Hunt through the entries for the word "statuses" and copy each line in which it appears.

(Dataset records begins)

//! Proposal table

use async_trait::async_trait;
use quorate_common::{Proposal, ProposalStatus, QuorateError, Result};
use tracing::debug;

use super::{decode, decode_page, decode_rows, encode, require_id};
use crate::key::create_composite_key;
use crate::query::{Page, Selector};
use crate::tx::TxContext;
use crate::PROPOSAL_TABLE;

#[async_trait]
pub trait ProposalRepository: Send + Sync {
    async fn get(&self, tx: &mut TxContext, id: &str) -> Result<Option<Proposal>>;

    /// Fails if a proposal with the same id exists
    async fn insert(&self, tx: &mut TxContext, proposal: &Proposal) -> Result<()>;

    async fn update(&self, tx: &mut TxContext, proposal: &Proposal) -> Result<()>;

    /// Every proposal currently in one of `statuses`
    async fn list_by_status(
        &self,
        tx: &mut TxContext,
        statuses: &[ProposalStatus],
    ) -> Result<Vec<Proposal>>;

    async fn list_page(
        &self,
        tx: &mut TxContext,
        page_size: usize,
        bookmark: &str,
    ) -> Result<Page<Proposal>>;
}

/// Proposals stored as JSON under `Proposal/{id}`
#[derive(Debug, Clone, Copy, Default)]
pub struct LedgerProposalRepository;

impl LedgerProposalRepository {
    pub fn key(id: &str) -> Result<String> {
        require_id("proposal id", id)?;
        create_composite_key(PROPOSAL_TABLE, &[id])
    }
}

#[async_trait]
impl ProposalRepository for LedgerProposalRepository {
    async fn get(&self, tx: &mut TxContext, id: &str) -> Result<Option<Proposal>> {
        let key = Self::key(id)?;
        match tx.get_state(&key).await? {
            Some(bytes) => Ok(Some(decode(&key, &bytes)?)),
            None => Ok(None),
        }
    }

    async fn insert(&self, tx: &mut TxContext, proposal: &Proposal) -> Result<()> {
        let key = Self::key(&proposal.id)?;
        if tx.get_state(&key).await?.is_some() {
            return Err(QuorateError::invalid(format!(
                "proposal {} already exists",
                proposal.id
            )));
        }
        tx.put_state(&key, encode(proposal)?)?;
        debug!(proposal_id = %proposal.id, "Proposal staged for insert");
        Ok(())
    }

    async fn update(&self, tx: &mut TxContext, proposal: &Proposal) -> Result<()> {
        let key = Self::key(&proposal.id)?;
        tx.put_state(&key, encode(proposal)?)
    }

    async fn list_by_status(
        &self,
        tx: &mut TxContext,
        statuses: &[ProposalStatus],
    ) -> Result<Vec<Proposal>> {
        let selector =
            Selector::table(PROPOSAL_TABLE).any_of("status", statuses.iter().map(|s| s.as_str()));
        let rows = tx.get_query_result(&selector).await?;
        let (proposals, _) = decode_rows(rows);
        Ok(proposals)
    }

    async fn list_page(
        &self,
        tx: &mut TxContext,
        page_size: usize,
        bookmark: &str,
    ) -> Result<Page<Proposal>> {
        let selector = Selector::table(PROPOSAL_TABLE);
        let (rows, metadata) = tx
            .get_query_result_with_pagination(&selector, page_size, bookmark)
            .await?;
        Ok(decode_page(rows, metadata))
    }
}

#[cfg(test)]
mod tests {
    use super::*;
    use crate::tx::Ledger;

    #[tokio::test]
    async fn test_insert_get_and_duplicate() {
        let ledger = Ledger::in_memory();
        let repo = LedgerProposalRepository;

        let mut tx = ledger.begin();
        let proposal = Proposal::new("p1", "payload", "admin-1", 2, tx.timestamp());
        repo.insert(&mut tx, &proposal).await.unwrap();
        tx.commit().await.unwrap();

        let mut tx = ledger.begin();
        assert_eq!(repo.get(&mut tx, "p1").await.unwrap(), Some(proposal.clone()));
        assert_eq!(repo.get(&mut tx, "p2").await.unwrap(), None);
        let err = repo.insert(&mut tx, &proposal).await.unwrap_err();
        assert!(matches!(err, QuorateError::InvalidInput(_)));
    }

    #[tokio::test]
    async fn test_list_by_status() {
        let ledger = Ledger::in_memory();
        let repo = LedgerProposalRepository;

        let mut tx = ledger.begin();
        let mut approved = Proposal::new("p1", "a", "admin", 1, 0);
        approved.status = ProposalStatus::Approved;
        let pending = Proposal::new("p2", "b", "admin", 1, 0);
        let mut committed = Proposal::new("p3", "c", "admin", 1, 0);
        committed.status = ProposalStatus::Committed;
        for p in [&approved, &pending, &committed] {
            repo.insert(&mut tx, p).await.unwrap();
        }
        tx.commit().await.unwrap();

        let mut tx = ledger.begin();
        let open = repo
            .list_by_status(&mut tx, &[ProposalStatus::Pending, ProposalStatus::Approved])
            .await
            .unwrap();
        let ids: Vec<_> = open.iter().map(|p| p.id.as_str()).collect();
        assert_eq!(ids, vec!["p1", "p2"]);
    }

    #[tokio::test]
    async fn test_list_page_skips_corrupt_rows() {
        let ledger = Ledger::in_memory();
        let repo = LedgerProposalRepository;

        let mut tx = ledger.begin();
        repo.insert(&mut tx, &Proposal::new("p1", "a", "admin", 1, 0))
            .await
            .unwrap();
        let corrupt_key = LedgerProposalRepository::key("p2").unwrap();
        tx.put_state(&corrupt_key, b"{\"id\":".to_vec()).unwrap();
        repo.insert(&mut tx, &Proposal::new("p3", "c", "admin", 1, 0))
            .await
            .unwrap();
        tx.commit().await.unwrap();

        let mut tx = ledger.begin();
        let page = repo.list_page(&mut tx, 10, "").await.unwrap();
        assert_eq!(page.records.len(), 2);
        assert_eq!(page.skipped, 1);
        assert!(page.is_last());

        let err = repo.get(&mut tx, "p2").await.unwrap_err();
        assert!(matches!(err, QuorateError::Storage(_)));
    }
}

(Dataset records ends)

Answer box -
    /// Every proposal currently in one of `statuses`
        statuses: &[ProposalStatus],
        statuses: &[ProposalStatus],
            Selector::table(PROPOSAL_TABLE).any_of("status", statuses.iter().map(|s| s.as_str()));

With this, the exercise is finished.